One of the trickiest things about dealing with ADD is that it happens inside of your own brain, which makes it incredibly difficult to be truly objective. In turn, that lack of objectivity can lead to making bad decisions.
The most important symptom of ADD is being chronically distracted in a manner above and beyond the norm. This condition is often referred to as distractibility. Once you have been diagnosed with ADD, you spend a fair amount of time searching for that distraction occurring within your own mind. This in itself can become a distraction, but we’ll leave that aside for today.
How To Tell If It’s ADD Distraction
Today I was working at my desk. I am a freelance writer who works from home. I have created a small office in a closet in my basement as a way to both block out the distractions of working at home — TV, Internet, kids playing — and a way to focus on my work. My desk fits against a wall. On either side are shelves with office supplies, books and printers. All in all, as distraction free of an environment as you can get without resorting to blank walls, empty desks, and soundproofing. Still, as an adult with ADD, distractions pop into my brain all of the time without any additional stimulus.
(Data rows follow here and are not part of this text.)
// membank - the mem_bank background job stack
//
// Re-exports the queue, configuration, logging and embedding job crates so a
// service can depend on a single package.

// Logging is always available
pub use membank_log as log;

// Re-export optional crates
#[cfg(feature = "queue")]
pub use membank_queue as queue;

#[cfg(feature = "config")]
pub use membank_config as config;

#[cfg(feature = "jobs")]
pub use membank_jobs as jobs;

// Prelude for common imports
pub mod prelude {
    pub use membank_log::{Format, Level, LogConfig};

    #[cfg(feature = "queue")]
    pub use membank_queue::prelude::*;

    #[cfg(feature = "config")]
    pub use membank_config::{Settings, SettingsLoader};

    #[cfg(feature = "jobs")]
    pub use membank_jobs::{EmbeddingService, JobFactory, MemoryRepository, register_embedding_handlers};
}
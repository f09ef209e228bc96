// Error types for configuration loading

use thiserror::Error;

#[derive(Error, Debug)]
pub enum ConfigError {
    #[error("Failed to load configuration: {0}")]
    Load(String),

    #[error("Failed to parse configuration: {0}")]
    Parse(String),

    #[error("Validation error: {0}")]
    Validation(String),

    #[error("IO error: {0}")]
    Io(#[from] std::io::Error),

    #[error("Environment error: {0}")]
    Env(String),
}

impl From<dotenvy::Error> for ConfigError {
    fn from(err: dotenvy::Error) -> Self {
        match err {
            dotenvy::Error::Io(e) => ConfigError::Io(e),
            other => ConfigError::Env(other.to_string()),
        }
    }
}

pub type Result<T> = std::result::Result<T, ConfigError>;
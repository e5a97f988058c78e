/// Data layer: core types, loading, joining and table output.
///
/// Architecture:
/// ```text
///  PL_Spectra_Raw/*.csv        growth_parameters.csv
///        │                             │
///        ▼                             │
///   ┌──────────┐                       │
///   │  loader   │  files → Spectrum     │
///   └──────────┘                       │
///        │  (peaks::extract_peaks)     │
///        ▼                             ▼
///   ┌────────────┐              ┌──────────┐
///   │ PeakRecord  │──── join ───│ metadata  │
///   └────────────┘              └──────────┘
///        │                             │
///        └──────────────┬──────────────┘
///                       ▼
///               ┌───────────────┐
///               │ TrainingTable  │  → writer (csv / parquet)
///               └───────────────┘
/// ```

pub mod join;
pub mod loader;
pub mod model;
pub mod writer;
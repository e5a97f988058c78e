use std::path::{Path, PathBuf};

use anyhow::{Context, Result};
use clap::{Parser, Subcommand};
use log::info;

use pl_growth::data::loader::load_recipes;
use pl_growth::{Config, Recipe};

mod extract;
mod predict;
mod train;

/// pl-growth - PL peak extraction and growth-recipe regression
#[derive(Parser)]
#[command(name = "pl-growth")]
#[command(author, version, about, long_about = None)]
pub struct Cli {
    /// Verbosity level (-v for info, -vv for debug)
    #[arg(short, long, action = clap::ArgAction::Count, global = true)]
    verbose: u8,

    /// TOML configuration file; built-in defaults are used when omitted
    #[arg(short, long, value_name = "FILE", global = true)]
    config: Option<PathBuf>,

    #[command(subcommand)]
    command: Commands,
}

#[derive(Subcommand)]
enum Commands {
    /// Extract one PL peak per spectrum into the peak table
    Extract {
        /// Directory of raw spectrum files (overrides paths.spectra_dir)
        #[arg(long, value_name = "DIR")]
        spectra_dir: Option<PathBuf>,

        /// Peak table to write, .csv or .parquet (overrides paths.peak_table)
        #[arg(short, long, value_name = "OUTPUT")]
        output: Option<PathBuf>,
    },

    /// Join peaks with growth parameters, train and validate the model
    Train {
        /// Peak table written by `extract` (overrides paths.peak_table)
        #[arg(long, value_name = "FILE")]
        peaks: Option<PathBuf>,

        /// Growth-parameter table (overrides paths.metadata)
        #[arg(long, value_name = "FILE")]
        metadata: Option<PathBuf>,
    },

    /// Run `extract` followed by `train`
    Run,

    /// Predict PL peaks for growth recipes with a saved model
    Predict {
        /// Model JSON written by `train` (overrides paths.model)
        #[arg(short, long, value_name = "FILE")]
        model: Option<PathBuf>,

        /// CSV of recipes, used instead of the configured recipes
        #[arg(short, long, value_name = "FILE")]
        recipes: Option<PathBuf>,

        /// Predictions CSV to write (overrides paths.predictions)
        #[arg(short, long, value_name = "OUTPUT")]
        output: Option<PathBuf>,
    },
}

impl Cli {
    pub fn verbosity(&self) -> u8 {
        self.verbose
    }

    pub fn run(self) -> Result<()> {
        let mut config = load_config(self.config.as_deref())?;

        match self.command {
            Commands::Extract {
                spectra_dir,
                output,
            } => {
                if let Some(dir) = spectra_dir {
                    config.paths.spectra_dir = dir;
                }
                if let Some(output) = output {
                    config.paths.peak_table = output;
                }
                extract::run(&config)
            }
            Commands::Train { peaks, metadata } => {
                if let Some(peaks) = peaks {
                    config.paths.peak_table = peaks;
                }
                if let Some(metadata) = metadata {
                    config.paths.metadata = metadata;
                }
                train::run(&config)
            }
            Commands::Run => {
                extract::run(&config)?;
                train::run(&config)
            }
            Commands::Predict {
                model,
                recipes,
                output,
            } => {
                if let Some(model) = model {
                    config.paths.model = model;
                }
                if let Some(output) = output {
                    config.paths.predictions = output;
                }
                if let Some(recipes) = recipes {
                    config.prediction.recipes.clear();
                    config.prediction.recipes_file = Some(recipes);
                }
                predict::run(&config)
            }
        }
    }
}

fn load_config(path: Option<&Path>) -> Result<Config> {
    match path {
        Some(path) => {
            info!("Loading configuration from {}", path.display());
            Config::from_file(path)
                .with_context(|| format!("Failed to load configuration {}", path.display()))
        }
        None => Ok(Config::default()),
    }
}

/// Recipes from the configuration followed by those in `prediction.recipes_file`.
pub(crate) fn collect_recipes(config: &Config) -> Result<Vec<Recipe>> {
    let mut recipes = config.prediction.recipes.clone();
    if let Some(path) = &config.prediction.recipes_file {
        let from_file = load_recipes(path)
            .with_context(|| format!("Failed to load recipes from {}", path.display()))?;
        info!("Loaded {} recipe(s) from {}", from_file.len(), path.display());
        recipes.extend(from_file);
    }
    Ok(recipes)
}
use log::{debug, info, warn};

use super::metrics::{evaluate, ValidationReport};
use super::rng::SimpleRng;
use super::{Ensemble, Model};
use crate::config::TrainingConfig;
use crate::data::model::TrainingTable;
use crate::error::{PipelineError, Result};

/// Numeric design matrix extracted from a [`TrainingTable`].
#[derive(Debug, Clone, Default, PartialEq)]
pub struct Dataset {
    pub sample_ids: Vec<String>,
    pub features: Vec<String>,
    pub targets: Vec<String>,
    /// One row per sample, values in `features` order.
    pub x: Vec<Vec<f64>>,
    /// One row per sample, values in `targets` order.
    pub y: Vec<Vec<f64>>,
    /// Samples left out because a feature or target was null or non-numeric.
    pub dropped: Vec<String>,
}

impl Dataset {
    pub fn len(&self) -> usize {
        self.x.len()
    }

    pub fn is_empty(&self) -> bool {
        self.x.is_empty()
    }

    fn subset(&self, rows: &[usize]) -> (Vec<Vec<f64>>, Vec<Vec<f64>>) {
        (
            rows.iter().map(|&r| self.x[r].clone()).collect(),
            rows.iter().map(|&r| self.y[r].clone()).collect(),
        )
    }
}

/// Pull the configured feature and target columns out of `table`.
///
/// Columns the table does not carry at all are a schema mismatch; rows with a
/// null or non-numeric cell in a used column are dropped and logged.
pub fn build_dataset(table: &TrainingTable, features: &[String], targets: &[String]) -> Result<Dataset> {
    if let Some(both) = features.iter().find(|f| targets.contains(f)) {
        return Err(PipelineError::InvalidConfig(format!(
            "'{both}' is configured as both a feature and a target"
        )));
    }

    let missing: Vec<String> = features
        .iter()
        .chain(targets)
        .filter(|c| !table.has_column(c))
        .cloned()
        .collect();
    if !missing.is_empty() {
        return Err(PipelineError::SchemaMismatch { missing });
    }

    let mut dataset = Dataset {
        features: features.to_vec(),
        targets: targets.to_vec(),
        ..Dataset::default()
    };

    for row in &table.rows {
        let x: Option<Vec<f64>> = features.iter().map(|f| row.value(f)).collect();
        let y: Option<Vec<f64>> = targets.iter().map(|t| row.value(t)).collect();
        match (x, y) {
            (Some(x), Some(y)) => {
                dataset.sample_ids.push(row.sample_id().to_string());
                dataset.x.push(x);
                dataset.y.push(y);
            }
            _ => dataset.dropped.push(row.sample_id().to_string()),
        }
    }

    if !dataset.dropped.is_empty() {
        warn!(
            "{} row(s) dropped for null or non-numeric feature/target values: {}",
            dataset.dropped.len(),
            dataset.dropped.join(", ")
        );
    }
    Ok(dataset)
}

/// Split `0..n` into (train, test) rows after a seeded shuffle.
///
/// A positive `test_fraction` always holds out at least one row and keeps at
/// least one for training; `n` must then be at least 2.
pub fn split_rows(n: usize, test_fraction: f64, rng: &mut SimpleRng) -> (Vec<usize>, Vec<usize>) {
    let mut rows: Vec<usize> = (0..n).collect();
    if test_fraction <= 0.0 || n < 2 {
        return (rows, Vec::new());
    }
    rng.shuffle(&mut rows);
    let n_test = ((n as f64 * test_fraction).round() as usize).clamp(1, n - 1);
    let test = rows.split_off(n - n_test);
    (rows, test)
}

/// Fit the configured ensemble on `table` and validate it on a hold-out split.
pub fn train(table: &TrainingTable, config: &TrainingConfig) -> Result<Model> {
    let dataset = build_dataset(table, &config.features, &config.targets)?;
    train_dataset(&dataset, config)
}

/// Fit and validate on an already extracted [`Dataset`].
pub fn train_dataset(dataset: &Dataset, config: &TrainingConfig) -> Result<Model> {
    let holdout = config.test_fraction > 0.0;
    let min_rows = if holdout {
        config.min_rows.max(2)
    } else {
        config.min_rows.max(1)
    };
    if dataset.len() < min_rows {
        return Err(PipelineError::InsufficientData {
            rows: dataset.len(),
            min_rows,
        });
    }

    let mut rng = SimpleRng::new(config.seed);
    let (train_rows, test_rows) = split_rows(dataset.len(), config.test_fraction, &mut rng);

    let (x_train, y_train) = dataset.subset(&train_rows);
    let mut ensemble = Ensemble::fit(&x_train, &y_train, &config.model, &mut rng);

    let (x_eval, y_eval) = if test_rows.is_empty() {
        (x_train, y_train)
    } else {
        dataset.subset(&test_rows)
    };
    let predicted: Vec<Vec<f64>> = x_eval.iter().map(|x| ensemble.predict(x)).collect();
    let metrics = evaluate(&dataset.targets, &y_eval, &predicted);

    let mut validation = ValidationReport {
        model_kind: ensemble.kind_name().to_string(),
        n_train: train_rows.len(),
        n_test: test_rows.len(),
        test_ids: test_rows
            .iter()
            .map(|&r| dataset.sample_ids[r].clone())
            .collect(),
        targets: metrics,
        fitted: Vec::new(),
    };

    for m in &validation.targets {
        info!(
            "{} on {} {} rows: MAE {:.4}, RMSE {:.4}, max |err| {:.4}, R² {}",
            m.target,
            if validation.is_in_sample() { validation.n_train } else { validation.n_test },
            if validation.is_in_sample() { "training" } else { "hold-out" },
            m.mae,
            m.rmse,
            m.max_abs_error,
            m.r2.map_or_else(|| "n/a".to_string(), |r| format!("{r:.3}"))
        );
    }

    if config.refit_on_full && !test_rows.is_empty() {
        info!("Refitting {} on all {} rows", ensemble.kind_name(), dataset.len());
        ensemble = Ensemble::fit(&dataset.x, &dataset.y, &config.model, &mut rng);
    }

    let fitted: Vec<Vec<f64>> = dataset.x.iter().map(|x| ensemble.predict(x)).collect();
    validation.fitted = evaluate(&dataset.targets, &dataset.y, &fitted);
    for m in &validation.fitted {
        debug!(
            "{} in-sample over {} rows: MAE {:.4}, max |err| {:.4}",
            m.target,
            dataset.len(),
            m.mae,
            m.max_abs_error
        );
    }
    info!("{}", ensemble.summary());

    Ok(Model {
        features: dataset.features.clone(),
        targets: dataset.targets.clone(),
        ensemble,
        validation,
    })
}

#[cfg(test)]
mod tests {
    use super::*;
    use crate::config::{ModelConfig, ModelKind};
    use crate::data::model::{
        MetadataValue, PeakRecord, SampleMetadata, TrainingRow, PEAK_INTENSITY_COLUMN,
        PEAK_WAVELENGTH_COLUMN,
    };

    fn row(id: &str, in_fraction: MetadataValue, width: f64, w: f64, i: f64) -> TrainingRow {
        TrainingRow {
            peak: PeakRecord {
                sample_id: id.into(),
                wavelength_nm: w,
                intensity_au: i,
            },
            metadata: SampleMetadata::new(id)
                .with("in_fraction", in_fraction)
                .with("well_width", MetadataValue::Float(width)),
        }
    }

    fn table(n: usize) -> TrainingTable {
        TrainingTable {
            metadata_columns: vec!["in_fraction".into(), "well_width".into()],
            rows: (0..n)
                .map(|k| {
                    let f = 0.25 + 0.005 * k as f64;
                    let width = 5.0 + (k % 4) as f64;
                    row(
                        &format!("S{k:02}"),
                        MetadataValue::Float(f),
                        width,
                        900.0 + 200.0 * f + 2.0 * width,
                        1.5 - 0.1 * width,
                    )
                })
                .collect(),
        }
    }

    fn config() -> TrainingConfig {
        TrainingConfig {
            features: vec!["in_fraction".into(), "well_width".into()],
            targets: vec![PEAK_WAVELENGTH_COLUMN.into(), PEAK_INTENSITY_COLUMN.into()],
            min_rows: 5,
            model: ModelConfig {
                n_estimators: 20,
                ..ModelConfig::default()
            },
            ..TrainingConfig::default()
        }
    }

    #[test]
    fn too_few_rows_is_insufficient_data() {
        let err = train(&table(4), &config()).unwrap_err();
        assert!(matches!(
            err,
            PipelineError::InsufficientData { rows: 4, min_rows: 5 }
        ));
    }

    #[test]
    fn unknown_feature_is_schema_mismatch() {
        let mut cfg = config();
        cfg.features.push("growth_temp".into());
        match train(&table(10), &cfg) {
            Err(PipelineError::SchemaMismatch { missing }) => assert_eq!(missing, vec!["growth_temp"]),
            other => panic!("expected schema mismatch, got {other:?}"),
        }
    }

    #[test]
    fn feature_and_target_overlap_is_rejected() {
        let mut cfg = config();
        cfg.features.push(PEAK_WAVELENGTH_COLUMN.into());
        assert!(matches!(
            train(&table(10), &cfg),
            Err(PipelineError::InvalidConfig(_))
        ));
    }

    #[test]
    fn rows_with_missing_values_are_dropped() {
        let mut t = table(8);
        t.rows[3].metadata.values.insert("in_fraction".into(), MetadataValue::Null);
        t.rows[5]
            .metadata
            .values
            .insert("in_fraction".into(), MetadataValue::String("n/a".into()));

        let ds = build_dataset(&t, &config().features, &config().targets).unwrap();
        assert_eq!(ds.len(), 6);
        assert_eq!(ds.dropped, vec!["S03", "S05"]);
    }

    #[test]
    fn dropped_rows_count_against_minimum() {
        let mut t = table(5);
        t.rows[0].metadata.values.insert("in_fraction".into(), MetadataValue::Null);
        assert!(matches!(
            train(&t, &config()),
            Err(PipelineError::InsufficientData { rows: 4, .. })
        ));
    }

    #[test]
    fn split_holds_out_requested_share() {
        let mut rng = SimpleRng::new(1);
        let (train, test) = split_rows(10, 0.2, &mut rng);
        assert_eq!(train.len(), 8);
        assert_eq!(test.len(), 2);

        let (train, test) = split_rows(2, 0.01, &mut rng);
        assert_eq!((train.len(), test.len()), (1, 1));

        let (train, test) = split_rows(5, 0.0, &mut rng);
        assert_eq!((train.len(), test.len()), (5, 0));
    }

    #[test]
    fn trains_and_reports_holdout_metrics() {
        let model = train(&table(30), &config()).unwrap();
        assert_eq!(model.features, vec!["in_fraction", "well_width"]);
        assert_eq!(model.validation.n_train, 24);
        assert_eq!(model.validation.n_test, 6);
        assert_eq!(model.validation.test_ids.len(), 6);
        assert_eq!(model.validation.model_kind, "random_forest");

        let w = model.validation.for_target(PEAK_WAVELENGTH_COLUMN).unwrap();
        assert!(w.mae < 10.0, "wavelength MAE too large: {}", w.mae);
    }

    #[test]
    fn gradient_boosting_is_selectable() {
        let mut cfg = config();
        cfg.model.kind = ModelKind::GradientBoosting;
        cfg.model.n_estimators = 100;
        let model = train(&table(30), &cfg).unwrap();
        assert_eq!(model.ensemble.kind_name(), "gradient_boosting");
        assert_eq!(model.predict_vector(&[0.3, 6.0]).len(), 2);
    }

    #[test]
    fn same_seed_same_model() {
        let a = train(&table(20), &config()).unwrap();
        let b = train(&table(20), &config()).unwrap();
        assert_eq!(a, b);
    }

    #[test]
    fn zero_test_fraction_reports_in_sample_metrics() {
        let mut cfg = config();
        cfg.test_fraction = 0.0;
        let model = train(&table(10), &cfg).unwrap();
        assert!(model.validation.is_in_sample());
        assert_eq!(model.validation.n_train, 10);
    }
}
On this particular morning, the thought that showed up uninvited in my mind was that I needed to make a phone call that I had been putting off for a few days. Like many people with ADHD, I would think of making the call, decide to do it "in a minute" and then forget all about it. So, when it came up during a time when I was both willing and able to make the call, I grabbed the opportunity.
When I returned to my desk, I started beating myself up about getting distracted while I was supposed to be working. Then, it hit me.
Was I really distracted, or did I finally take care of something that needed to be done by doing it right away.
This is, of course, a trick question.
- Doing something that needs to be done right away is a good thing.
- Stopping what you are supposed to be doing in order to do something else is a bad thing.
The trick is that it was not a "bad" thing to take care of something that needed to be taken care of. What was a "bad" thing was not doing it before during all of the other windows that were available so that I didn’t have to interrupt what I needed to be doing to finally take care of it.
As ADDers, we beat ourselves up too much anyway. Be sure that you are at least trying to correct the right thing.
In this case, I should have been proud of myself for returning immediately to work after making the call and glad that the task had been completed. The correction that I need to make is getting to these things before I should be focusing on something else.
Oh, and the other thing I need to work on a bit is not writing blog posts whenever I have a thought about ADD instead of getting back to work on the paying freelance writing gig that is due this week 🙂
At 37 I discovered that I’m ADD, and in good company. Thank you for articulating how our brains take over, well done.
Thanks so much for these articles; they’ve really helped me not feel so isolated. These post have become a welcomed distraction that will teach me some things about my self and my condition. Your procrastination post was spot on and kind of weird in the sense that something I thought was so uniquely internally mine isn’t really, at all. Ok…before I really start rambling, just want to say thanks for these articles and post. You’re doing a great thing.
Thank you for your comment. I really appreciate knowing that others both like what they find here, and find it useful in some way.
Thanks.
So here I am, an adult “ADDer” googling ways to come up with better ways to manage my precious time and put away my distraction. And I stubble upon your blog. Great source of useful info. Distractions, procratinations, perscriptions… Albiet an hour later…I’m better armed to move on and chalk my googling session as time well spent.
I will surely be back. Great stuff!
Marisa,
Thanks for your feedback. Glad you found some useful things here even if they were “distracting” 🙂
you just reminded me, I should call my family.